Das überfällige „Kontrollpaket" muß beschleunigt und finanziell aufgewertet werden.
Kontrolldichten von 1% bis Ende 2005 und schleichender Ausbau des bisher so gut wie nicht
vorhandenen Kontrollstellennetzes ist zuwenig. Anstelle der bisher zwei voll und zwei
teilweise funktionsfähigen Kontrollstellen an den Autobahnen sind 20 Vollkontrollstellen die
Untergrenze, um alle wichtigen Verkehrsrelationen zu erfassen. Ein solches bundesweites
Netz ausreichend dimensionierter und personell reichlich dotierter Kontrollstellen muß
umgehend realisiert werden. Dieses Kontrollstellennetz muß Investitionsschwerpunkt bei
ASFINAG und Ländern werden; um kurzfristig die nötigen Mittel bereitzustellen, muß der
Neubau und Ausbau von Transitstraßen demgegenüber zurückgereiht werden.
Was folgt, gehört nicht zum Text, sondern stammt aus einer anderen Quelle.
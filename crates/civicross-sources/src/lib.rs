//! civicross-sources — Remote clients for the CIViC knowledge base and the
//! PubMed E-utilities literature API.

pub mod civic;
pub mod mock;
pub mod models;
pub mod pubmed;

use async_trait::async_trait;

use civicross_common::Result;
use models::GeneEntry;

/// Common interface to a gene/variant knowledge base.
#[async_trait]
pub trait VariantKnowledgeSource: Send + Sync {
    /// Batched lookup: one call covering every gene symbol of the run.
    /// Returns an entry per requested gene the knowledge base knows about.
    async fn fetch_gene_entries(&self, symbols: &[String]) -> Result<Vec<GeneEntry>>;

    /// Single-gene lookup, used once an alias has been resolved.
    async fn fetch_gene_entry(&self, symbol: &str) -> Result<GeneEntry>;

    /// Walks the knowledge-base gene directory for an entry whose alias list
    /// contains `symbol`. Returns the canonical name of the first match, in
    /// page order.
    async fn find_alias(&self, symbol: &str) -> Result<Option<String>>;
}

/// Common interface to a literature-search service.
#[async_trait]
pub trait LiteratureSource: Send + Sync {
    /// Number of publications mentioning the gene in a cancer context.
    async fn citation_count(&self, gene: &str) -> Result<u64>;
}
+ Weiterentwicklung der LKW-Maut Richtung Schweizer Modell

Die LKW-Maut muß ohne Verbilligung für einzelne LKW-Klassen ökologisiert werden, die
bisher ungenutzten Spielräume der geltenden EU-Wegekostenrichtlinie für bessere
Verwendung der Mauteinnahmen ist zu nützen, Ausweichstrecken sind einzubeziehen und
die Weiterentwicklung der Mautsätze Richtung Schweizer Modell durchzusetzen.
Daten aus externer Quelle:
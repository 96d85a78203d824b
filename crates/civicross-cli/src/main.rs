//! civicross — Cross-references genomic-variant tables against the CIViC
//! knowledge base and, optionally, PubMed.
//! Entry point for the annotation binary.

mod cli;
mod config;

use std::fs;
use std::io::BufWriter;
use std::time::Duration;

use anyhow::Context;
use clap::Parser;
use tracing::info;
use tracing_subscriber::EnvFilter;

use civicross_annot::pipeline::annotate_table;
use civicross_annot::table::VariantTable;
use civicross_common::http::AllowlistClient;
use civicross_sources::civic::CivicClient;
use civicross_sources::pubmed::PubMedClient;
use civicross_sources::LiteratureSource;

#[tokio::main]
async fn main() -> anyhow::Result<()> {
    // Initialise structured logging
    tracing_subscriber::fmt()
        .with_env_filter(
            EnvFilter::try_from_default_env().unwrap_or_else(|_| EnvFilter::new("civicross=info")),
        )
        .init();

    let args = cli::Args::parse();
    let config = config::Config::load()?;
    let mode = args.mode();

    let mut http = AllowlistClient::with_timeout(Duration::from_secs(config.http.timeout_secs))?;
    for domain in &config.http.allow_domains {
        http.allow_domain(domain);
    }

    let input = fs::read_to_string(&args.input)
        .with_context(|| format!("reading {}", args.input.display()))?;
    let table = VariantTable::parse(&input)?;
    info!(rows = table.rows.len(), ?mode, "input table parsed");

    let civic = CivicClient::with_base_url(
        http.clone(),
        &config.civic.base_url,
        config.civic.directory_page_size,
    );

    let pubmed;
    let literature: Option<&dyn LiteratureSource> = if args.pubmed {
        pubmed = PubMedClient::new(http, config.ncbi_api_key())
            .with_delay(Duration::from_millis(config.pubmed.delay_ms));
        Some(&pubmed)
    } else {
        None
    };

    let file = fs::File::create(&args.output)
        .with_context(|| format!("creating {}", args.output.display()))?;
    let mut out = BufWriter::new(file);

    annotate_table(&table, &civic, literature, mode, &mut out).await?;

    info!(output = %args.output.display(), "annotation finished");
    Ok(())
}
+ Einbringen einer Klage beim EuGH wegen Nichtumsetzung des primärrechtlich
verankerten Ziels der Reduktion der Schadstoffemissionen im LKW-Transit durch
Österreich um 60% auf dauerhafter und umweltgerechter Grundlage.

2. Darüberhinaus wird die Bundesregierung zur Herbeiführung und Umsetzung aller weiteren
Maßnahmen auf europäischer und innerstaatlicher Ebene aufgefordert, die geeignet sind, den
LKW-Verkehr und insbesondere den LKW-Fernverkehr in die Schranken zu weisen.

Auf europäischer Ebene sind dies beispielsweise:

+ Nachdrückliches Eintreten für deutliche Verbesserung des Vorschlags der nächsten

Wegekostenrichtlinie,
+ Widerstand gegen Lockerungen bei Wochenend- und Feiertagsfahrverboten sowie beim

Tonnagelimit,

+ Unterbinden sinnloser Tiertransporte,
+ Widerstand gegen Absichten, im TEN-Netz Grundrechte wie die Versammlungsfreiheit

einzuschränken,
+ Verwendung der TEN-Mittel für die Schiene und für umweltverträgliche

Wasserstraßenprojekte.

Auf innerstaatlicher Ebene sind dies beispielsweise:

+ Nachdenkpause beim Neubau und Ausbau von Transitstraßen

+ weitere zweckdienliche Maßnahmen im straßenpolizeilichen Bereich, etwa Tempolimits und

Überholverbote zur Erhöhung der Verkehrssicherheit
+ Maßnahmen, die den besonderen Sicherheitsanforderungen auf alpinen Strecken mit hohem

Tunnel- und/oder Brückenanteil gerecht werden (Abstandsregelungen, Einbahnsysteme,

Dosiersysteme wie an anderen Alpentransitrouten).
+ Anhebung der Strafen für Sicherheits- und Sozialvergehen im Gütertransport und Bemessung

der Strafhöhe im Einzelfall an den durch die Verstöße erzielbaren wirtschaftlichen Vorteilen
+ strafrechtliche Ahndung von Sozialbetrug in der Transportwirtschaft
+ weitere Verbesserung und Beschleunigung beim Luftreinhalterecht/IG-Luft (Verdichtung des

Messstellennetzes in verkehrsbelasteten Regionen, weitere Beschleunigung der Abläufe im

Fall von Grenzwertüberschreitungen, Fahrverbote für Stinker).


+ keine einseitigen Steuersenkungen für LKW

+ Klimaprüfung und strategische Umweltprüfung für den Generalverkehrsplan

+ Vorrang für die Schiene Richtung Beitrittsstaaten anstelle zusätzlicher Transitstraßenprojekte

des Bundes und einzelner Länder
+ keine zusätzlichen Bundesmittel für Transitstraßenprojekte, auch nicht über Umwege wie den

Finanzausgleich
+ Sichern der Kompatibilität der Infrastrukturpolitik und der Verkehrspolitik insgesamt mit

internationalen Verpflichtungen, vom Klimaschutz bis zur Alpenkonvention
+ Transitbörse zur Versteigerung von Durchfahrtsrechten

Die unterfertigten Abgeordneten verlangen, diesen Antrag gemäß §§ 74a Abs. 1 in
Verbindung mit 93 Abs. 2 GOG dringlich zu behandeln und der Erstunterzeichnerin
Gelegenheit zur Begründung zu geben.